Picture of Jialin Wang
Intro to algorithm Lesson 1 python HW question #4
by Jialin Wang - Wednesday, 1 June 2022, 9:38 PM
 

in this question I am asked to define a function repeatedLetters to determine if the input(a string) has repeated letters in it. I figured out that a double loop would work, and it worked out as expected, however one thing that confused me is that "A" and "a" have to be considered as the same letter. I am not sure how to replace capital letters in a string with lower case ones. 


Here's my code, it works perfectly fine with lower case letters, but doesn't work with capital letters.


def repeatedLetters(x):

  for i in range(1,len(x)):

    for j in range(0,i):

      if x[i]==x[j]:

        return True;

        Break;

      else:

        pass;

  return False;


print(repeatedLetters("alphabet"));    # --->True

print(repeatedLetters("snake"));   # ---->False

print(repeatedLetters("Alphabet"));     #---->False

 
Picture of John Lensmire
Re: Intro to algorithm Lesson 1 python HW question #4
by John Lensmire - Thursday, 9 June 2022, 2:06 PM
 

Let me give a short answer first.

Given a string S, there's a built in Python function .lower to convert all the letters to lowercase. So for a string S, S.lower() will have all the letters lowercase. For example "CAPITAL LETTERS".lower() will return "capital letters".

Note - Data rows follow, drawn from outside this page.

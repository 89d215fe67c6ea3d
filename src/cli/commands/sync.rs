//! cli::commands::sync
//!
//! Synchronize every configured repository channel into the file store.
//!
//! # Design
//!
//! Repositories declared in the config are upserted into the store first so
//! the store remains the single source the orchestrator reads. Ctrl-C
//! cancels the run.
//!
//! The job cache lives in memory, so a one-shot invocation admits its job
//! exactly once and never sees a duplicate. Re-running is still cheap:
//! channels whose head matches the stored revision are not downloaded.
//!
//! # Example
//!
//! ```bash
//! # Sync with a generated job id
//! modsync sync
//!
//! # Tag the run for the logs
//! modsync sync --deployment edge-42 --job 7f1c
//! ```

use std::sync::Arc;

use anyhow::{bail, Context as _, Result};
use tokio_util::sync::CancellationToken;
use tracing::{info, warn};

use super::{load_config, open_store};
use crate::cli::Context;
use crate::remote::GitHubHost;
use crate::store::ModuleStore;
use crate::sync::{JobCache, Orchestrator, SyncJob, SyncReport, UnitOutcome};

/// Run the sync command.
///
/// This is a synchronous wrapper that uses tokio to run the async implementation.
pub fn sync(ctx: &Context, deployment: &str, job: Option<&str>) -> Result<()> {
    let rt = tokio::runtime::Runtime::new()?;
    rt.block_on(sync_async(ctx, deployment, job))
}

async fn sync_async(ctx: &Context, deployment: &str, job: Option<&str>) -> Result<()> {
    let config = load_config(ctx)?;
    let store = Arc::new(open_store(&config)?);

    let repositories = config.repositories()?;
    if repositories.is_empty() {
        warn!("no repositories configured");
    }
    for repo in repositories {
        store
            .upsert_repository(repo)
            .await
            .context("failed to register repository")?;
    }

    let host = GitHubHost::with_options(config.api_base(), config.user_agent(), config.timeout())?;
    let orchestrator = Orchestrator::new(Arc::new(host), store, Arc::new(JobCache::new()))
        .with_options(config.orchestrator_options());

    let cancel = CancellationToken::new();
    let signal_token = cancel.clone();
    tokio::spawn(async move {
        if tokio::signal::ctrl_c().await.is_ok() {
            info!("interrupt received, canceling");
            signal_token.cancel();
        }
    });

    let job_id = job
        .map(str::to_string)
        .unwrap_or_else(|| uuid::Uuid::new_v4().to_string());
    let job = SyncJob::new(deployment, job_id);

    let report = orchestrator.run(&job, &cancel).await?;
    print_report(ctx, &job, &report);

    match report.errors {
        Some(errors) => bail!("{} unit(s) failed:\n{}", errors.len(), errors),
        None => Ok(()),
    }
}

fn print_report(ctx: &Context, job: &SyncJob, report: &SyncReport) {
    if ctx.quiet {
        return;
    }
    for outcome in &report.updated {
        if let UnitOutcome::Updated {
            source,
            channel,
            module_id,
            version,
            sha,
        } = outcome
        {
            println!(
                "updated  {}@{} -> {} {} ({})",
                source,
                channel,
                module_id.short(),
                version,
                short_sha(sha)
            );
        }
    }
    for outcome in &report.unchanged {
        if let UnitOutcome::Unchanged {
            source,
            channel,
            sha,
        } = outcome
        {
            println!("current  {}@{} ({})", source, channel, short_sha(sha));
        }
    }
    println!(
        "Synced: {} updated, {} unchanged.",
        report.updated.len(),
        report.unchanged.len()
    );
}

fn short_sha(sha: &str) -> &str {
    sha.get(..7).unwrap_or(sha)
}

#[cfg(test)]
mod tests {
    use super::*;

    #[test]
    fn short_sha_truncates() {
        assert_eq!(short_sha("0123456789abcdef"), "0123456");
        assert_eq!(short_sha("abc"), "abc");
    }
}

So the easiest way to accomplish what you want is to just convert the whole string into lowercase letters and go from there. (I'll let you guess what the function .upper() does as an alternate way to solve.)

More advanced / longer answer that may be helpful for dealing with characters (one letter strings) as well. It probably doesn't surprise you that inside a computer everything is represented as (binary) numbers, and Python has some ways to deal with characters as these numbers too.

Two functions worth mentioning: ord( c ) (for c a character) and chr( n ) for a number n.

ord(c) converts the character c into a number, while chr( n ) converts that number back into the corresponding character.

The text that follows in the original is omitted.